Work to complete. Reproduce exactly, from the data that follows, the line with "fixed at creation", the line with "pub fn with_mime_type<S: Into<String>>(mut", and every line that lies between them.

· · · ·

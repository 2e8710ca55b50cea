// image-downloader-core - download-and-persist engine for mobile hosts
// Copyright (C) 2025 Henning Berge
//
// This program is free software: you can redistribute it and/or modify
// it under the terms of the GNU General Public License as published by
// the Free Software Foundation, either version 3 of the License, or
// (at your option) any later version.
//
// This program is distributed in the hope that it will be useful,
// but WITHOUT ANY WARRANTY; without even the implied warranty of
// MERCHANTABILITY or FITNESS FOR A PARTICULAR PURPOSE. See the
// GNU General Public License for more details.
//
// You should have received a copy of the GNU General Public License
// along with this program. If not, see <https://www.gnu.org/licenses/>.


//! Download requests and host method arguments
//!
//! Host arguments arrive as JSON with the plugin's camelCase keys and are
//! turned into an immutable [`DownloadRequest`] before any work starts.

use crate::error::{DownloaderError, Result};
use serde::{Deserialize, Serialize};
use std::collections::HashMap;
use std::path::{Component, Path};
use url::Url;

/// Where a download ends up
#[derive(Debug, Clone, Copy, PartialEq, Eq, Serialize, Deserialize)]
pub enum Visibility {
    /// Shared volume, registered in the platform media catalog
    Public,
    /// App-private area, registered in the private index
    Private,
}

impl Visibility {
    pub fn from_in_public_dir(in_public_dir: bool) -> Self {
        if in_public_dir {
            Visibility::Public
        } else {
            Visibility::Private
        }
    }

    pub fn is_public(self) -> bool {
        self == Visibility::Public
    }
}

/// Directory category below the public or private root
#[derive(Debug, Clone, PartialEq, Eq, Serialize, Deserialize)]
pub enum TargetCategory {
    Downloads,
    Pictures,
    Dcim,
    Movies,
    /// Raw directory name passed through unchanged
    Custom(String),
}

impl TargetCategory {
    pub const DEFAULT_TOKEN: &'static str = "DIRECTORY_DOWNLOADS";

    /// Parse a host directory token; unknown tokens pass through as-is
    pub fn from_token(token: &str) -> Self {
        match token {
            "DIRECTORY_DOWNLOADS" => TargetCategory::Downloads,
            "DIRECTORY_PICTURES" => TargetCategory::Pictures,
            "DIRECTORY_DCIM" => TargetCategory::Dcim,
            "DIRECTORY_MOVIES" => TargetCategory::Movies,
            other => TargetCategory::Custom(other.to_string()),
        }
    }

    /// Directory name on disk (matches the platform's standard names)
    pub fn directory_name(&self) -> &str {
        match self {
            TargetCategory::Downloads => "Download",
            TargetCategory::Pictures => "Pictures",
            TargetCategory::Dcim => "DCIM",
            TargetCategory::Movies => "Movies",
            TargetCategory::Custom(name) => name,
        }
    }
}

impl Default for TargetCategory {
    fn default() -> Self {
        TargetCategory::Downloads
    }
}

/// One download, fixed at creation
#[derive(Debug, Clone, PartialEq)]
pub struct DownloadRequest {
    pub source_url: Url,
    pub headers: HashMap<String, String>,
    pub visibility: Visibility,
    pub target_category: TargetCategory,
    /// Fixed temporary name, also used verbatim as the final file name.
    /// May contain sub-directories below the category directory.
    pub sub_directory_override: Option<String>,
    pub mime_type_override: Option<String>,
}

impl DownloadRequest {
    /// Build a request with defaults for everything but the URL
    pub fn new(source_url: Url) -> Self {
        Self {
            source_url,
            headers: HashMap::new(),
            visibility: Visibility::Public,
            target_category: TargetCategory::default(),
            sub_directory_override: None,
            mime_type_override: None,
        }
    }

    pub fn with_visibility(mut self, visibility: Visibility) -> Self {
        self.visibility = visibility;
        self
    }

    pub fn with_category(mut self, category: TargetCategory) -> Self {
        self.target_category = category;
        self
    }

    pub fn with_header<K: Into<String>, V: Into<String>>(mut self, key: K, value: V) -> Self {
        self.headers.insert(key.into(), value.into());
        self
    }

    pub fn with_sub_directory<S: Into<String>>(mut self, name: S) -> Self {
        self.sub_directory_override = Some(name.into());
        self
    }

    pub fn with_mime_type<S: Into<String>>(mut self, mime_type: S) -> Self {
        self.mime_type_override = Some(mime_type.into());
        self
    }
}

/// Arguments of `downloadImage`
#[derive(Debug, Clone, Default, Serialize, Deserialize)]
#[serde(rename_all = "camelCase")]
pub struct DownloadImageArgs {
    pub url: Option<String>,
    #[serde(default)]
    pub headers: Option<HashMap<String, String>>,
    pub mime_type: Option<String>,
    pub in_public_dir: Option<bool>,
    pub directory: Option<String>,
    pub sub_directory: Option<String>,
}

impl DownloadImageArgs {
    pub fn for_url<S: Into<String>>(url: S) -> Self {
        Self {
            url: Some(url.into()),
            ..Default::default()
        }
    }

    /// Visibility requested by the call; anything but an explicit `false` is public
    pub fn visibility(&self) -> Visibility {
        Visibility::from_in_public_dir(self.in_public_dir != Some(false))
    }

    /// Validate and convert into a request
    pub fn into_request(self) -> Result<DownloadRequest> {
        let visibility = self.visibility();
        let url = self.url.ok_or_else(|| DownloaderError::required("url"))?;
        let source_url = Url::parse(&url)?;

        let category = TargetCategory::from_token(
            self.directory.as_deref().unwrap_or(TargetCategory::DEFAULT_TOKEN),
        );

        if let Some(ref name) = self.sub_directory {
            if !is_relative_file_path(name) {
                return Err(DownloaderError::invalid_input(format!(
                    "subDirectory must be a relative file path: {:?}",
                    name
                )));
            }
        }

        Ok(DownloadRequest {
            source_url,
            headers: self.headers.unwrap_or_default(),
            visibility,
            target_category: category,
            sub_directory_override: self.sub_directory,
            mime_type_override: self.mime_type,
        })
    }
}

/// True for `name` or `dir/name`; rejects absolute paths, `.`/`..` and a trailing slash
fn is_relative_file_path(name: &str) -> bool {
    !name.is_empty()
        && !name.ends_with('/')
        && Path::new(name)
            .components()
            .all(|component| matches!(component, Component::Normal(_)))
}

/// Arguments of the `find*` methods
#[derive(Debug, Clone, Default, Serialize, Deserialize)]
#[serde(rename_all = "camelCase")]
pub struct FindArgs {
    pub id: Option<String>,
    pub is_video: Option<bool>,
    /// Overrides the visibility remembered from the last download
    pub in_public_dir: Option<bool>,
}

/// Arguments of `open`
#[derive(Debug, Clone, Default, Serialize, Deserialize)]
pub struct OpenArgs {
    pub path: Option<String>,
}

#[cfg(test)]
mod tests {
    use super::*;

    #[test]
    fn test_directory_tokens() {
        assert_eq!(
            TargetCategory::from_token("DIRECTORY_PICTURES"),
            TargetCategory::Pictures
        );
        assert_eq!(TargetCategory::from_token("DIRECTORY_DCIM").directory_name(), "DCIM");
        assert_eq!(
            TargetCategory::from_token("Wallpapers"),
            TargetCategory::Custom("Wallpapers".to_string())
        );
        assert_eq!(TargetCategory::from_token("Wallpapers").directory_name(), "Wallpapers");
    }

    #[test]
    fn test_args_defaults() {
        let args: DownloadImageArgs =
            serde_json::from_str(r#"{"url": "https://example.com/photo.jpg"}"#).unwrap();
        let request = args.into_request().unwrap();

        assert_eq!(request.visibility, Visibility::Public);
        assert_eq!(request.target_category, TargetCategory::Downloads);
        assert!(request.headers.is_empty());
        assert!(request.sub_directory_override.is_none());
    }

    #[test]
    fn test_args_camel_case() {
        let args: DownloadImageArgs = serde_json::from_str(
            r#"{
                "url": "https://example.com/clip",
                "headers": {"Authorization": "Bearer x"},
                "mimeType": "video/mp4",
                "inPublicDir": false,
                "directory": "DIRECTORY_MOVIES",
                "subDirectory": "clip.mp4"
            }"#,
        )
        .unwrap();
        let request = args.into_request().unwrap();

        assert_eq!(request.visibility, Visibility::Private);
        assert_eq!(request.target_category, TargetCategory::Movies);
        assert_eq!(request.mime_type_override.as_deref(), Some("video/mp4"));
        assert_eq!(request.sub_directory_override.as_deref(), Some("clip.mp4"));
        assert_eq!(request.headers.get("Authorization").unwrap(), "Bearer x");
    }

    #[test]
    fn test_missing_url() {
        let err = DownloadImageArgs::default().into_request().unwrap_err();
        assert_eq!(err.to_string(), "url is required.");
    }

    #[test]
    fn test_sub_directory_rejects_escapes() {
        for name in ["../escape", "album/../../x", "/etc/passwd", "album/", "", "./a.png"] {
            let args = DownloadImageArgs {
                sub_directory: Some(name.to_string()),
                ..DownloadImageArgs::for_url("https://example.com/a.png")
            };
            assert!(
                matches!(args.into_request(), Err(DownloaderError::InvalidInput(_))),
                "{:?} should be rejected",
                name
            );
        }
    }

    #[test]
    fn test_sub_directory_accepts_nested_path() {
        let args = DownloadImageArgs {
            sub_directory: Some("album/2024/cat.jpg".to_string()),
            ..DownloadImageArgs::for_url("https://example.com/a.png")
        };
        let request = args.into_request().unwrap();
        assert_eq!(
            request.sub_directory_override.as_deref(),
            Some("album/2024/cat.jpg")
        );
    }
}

· · · ·

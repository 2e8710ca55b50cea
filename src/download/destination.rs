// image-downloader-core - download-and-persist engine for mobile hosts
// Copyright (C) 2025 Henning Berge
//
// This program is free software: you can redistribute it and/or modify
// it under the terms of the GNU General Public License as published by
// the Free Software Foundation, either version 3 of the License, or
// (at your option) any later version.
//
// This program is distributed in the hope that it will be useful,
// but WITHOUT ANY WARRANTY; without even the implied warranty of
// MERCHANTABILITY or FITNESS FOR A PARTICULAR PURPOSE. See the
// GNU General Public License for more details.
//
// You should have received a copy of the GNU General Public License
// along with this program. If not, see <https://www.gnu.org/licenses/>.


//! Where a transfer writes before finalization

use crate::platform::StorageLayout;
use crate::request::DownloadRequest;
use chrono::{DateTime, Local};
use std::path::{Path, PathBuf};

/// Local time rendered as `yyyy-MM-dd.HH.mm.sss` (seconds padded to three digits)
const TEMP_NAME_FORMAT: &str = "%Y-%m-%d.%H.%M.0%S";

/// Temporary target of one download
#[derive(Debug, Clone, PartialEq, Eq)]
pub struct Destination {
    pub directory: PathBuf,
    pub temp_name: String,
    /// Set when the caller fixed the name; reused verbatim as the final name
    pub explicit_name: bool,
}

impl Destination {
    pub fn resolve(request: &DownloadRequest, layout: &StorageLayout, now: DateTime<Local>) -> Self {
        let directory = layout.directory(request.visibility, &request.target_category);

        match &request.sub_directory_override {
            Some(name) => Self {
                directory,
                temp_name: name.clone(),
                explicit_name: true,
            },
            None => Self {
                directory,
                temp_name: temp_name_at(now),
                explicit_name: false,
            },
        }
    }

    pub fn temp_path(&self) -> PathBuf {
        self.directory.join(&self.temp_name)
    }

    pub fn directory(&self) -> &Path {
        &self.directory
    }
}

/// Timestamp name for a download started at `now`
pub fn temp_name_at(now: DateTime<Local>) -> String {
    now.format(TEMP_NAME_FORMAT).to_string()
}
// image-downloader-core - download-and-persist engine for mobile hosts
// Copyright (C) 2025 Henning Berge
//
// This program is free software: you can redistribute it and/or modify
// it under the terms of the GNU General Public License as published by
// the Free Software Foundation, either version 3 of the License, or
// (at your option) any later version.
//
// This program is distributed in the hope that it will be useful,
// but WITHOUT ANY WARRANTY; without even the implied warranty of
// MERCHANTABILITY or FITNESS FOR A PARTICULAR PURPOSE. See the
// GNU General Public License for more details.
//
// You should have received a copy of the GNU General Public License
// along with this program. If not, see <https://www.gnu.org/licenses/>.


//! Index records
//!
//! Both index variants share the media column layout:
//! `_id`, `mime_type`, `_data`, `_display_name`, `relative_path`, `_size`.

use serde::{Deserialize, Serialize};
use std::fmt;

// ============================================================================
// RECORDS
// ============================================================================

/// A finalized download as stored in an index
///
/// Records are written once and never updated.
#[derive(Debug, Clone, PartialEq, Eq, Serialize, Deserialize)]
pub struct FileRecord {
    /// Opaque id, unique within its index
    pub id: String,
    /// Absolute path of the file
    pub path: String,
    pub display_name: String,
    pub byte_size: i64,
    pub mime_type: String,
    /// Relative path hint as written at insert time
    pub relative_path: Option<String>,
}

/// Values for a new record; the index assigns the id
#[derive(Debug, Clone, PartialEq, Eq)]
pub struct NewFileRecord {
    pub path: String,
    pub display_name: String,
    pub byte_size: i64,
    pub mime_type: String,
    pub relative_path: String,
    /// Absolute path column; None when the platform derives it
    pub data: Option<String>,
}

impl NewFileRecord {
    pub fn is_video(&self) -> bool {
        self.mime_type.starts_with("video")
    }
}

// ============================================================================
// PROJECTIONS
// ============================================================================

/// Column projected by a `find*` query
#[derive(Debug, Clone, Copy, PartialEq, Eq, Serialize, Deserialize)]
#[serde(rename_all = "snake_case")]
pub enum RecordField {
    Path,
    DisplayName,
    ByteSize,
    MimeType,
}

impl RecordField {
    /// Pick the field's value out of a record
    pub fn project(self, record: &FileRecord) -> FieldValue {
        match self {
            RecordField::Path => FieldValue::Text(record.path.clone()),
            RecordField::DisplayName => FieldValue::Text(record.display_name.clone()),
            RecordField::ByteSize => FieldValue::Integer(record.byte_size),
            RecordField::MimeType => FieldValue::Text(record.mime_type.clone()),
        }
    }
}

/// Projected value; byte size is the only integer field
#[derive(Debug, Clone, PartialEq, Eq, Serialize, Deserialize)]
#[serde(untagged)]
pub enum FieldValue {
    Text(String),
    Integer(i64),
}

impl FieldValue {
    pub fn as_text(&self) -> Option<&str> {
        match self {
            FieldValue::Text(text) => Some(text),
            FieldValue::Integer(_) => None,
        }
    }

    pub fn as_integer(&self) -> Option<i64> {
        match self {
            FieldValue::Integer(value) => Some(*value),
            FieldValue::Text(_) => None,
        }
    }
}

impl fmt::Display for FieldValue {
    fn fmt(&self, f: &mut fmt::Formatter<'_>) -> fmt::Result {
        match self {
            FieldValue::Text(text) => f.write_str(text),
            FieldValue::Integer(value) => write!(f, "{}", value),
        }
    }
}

· · · ·

Exercise response.
/// One download, fixed at creation
#[derive(Debug, Clone, PartialEq)]
pub struct DownloadRequest {
    pub source_url: Url,
    pub headers: HashMap<String, String>,
    pub visibility: Visibility,
    pub target_category: TargetCategory,
    /// Fixed temporary name, also used verbatim as the final file name.
    /// May contain sub-directories below the category directory.
    pub sub_directory_override: Option<String>,
    pub mime_type_override: Option<String>,
}

impl DownloadRequest {
    /// Build a request with defaults for everything but the URL
    pub fn new(source_url: Url) -> Self {
        Self {
            source_url,
            headers: HashMap::new(),
            visibility: Visibility::Public,
            target_category: TargetCategory::default(),
            sub_directory_override: None,
            mime_type_override: None,
        }
    }

    pub fn with_visibility(mut self, visibility: Visibility) -> Self {
        self.visibility = visibility;
        self
    }

    pub fn with_category(mut self, category: TargetCategory) -> Self {
        self.target_category = category;
        self
    }

    pub fn with_header<K: Into<String>, V: Into<String>>(mut self, key: K, value: V) -> Self {
        self.headers.insert(key.into(), value.into());
        self
    }

    pub fn with_sub_directory<S: Into<String>>(mut self, name: S) -> Self {
        self.sub_directory_override = Some(name.into());
        self
    }

    pub fn with_mime_type<S: Into<String>>(mut self, mime_type: S) -> Self {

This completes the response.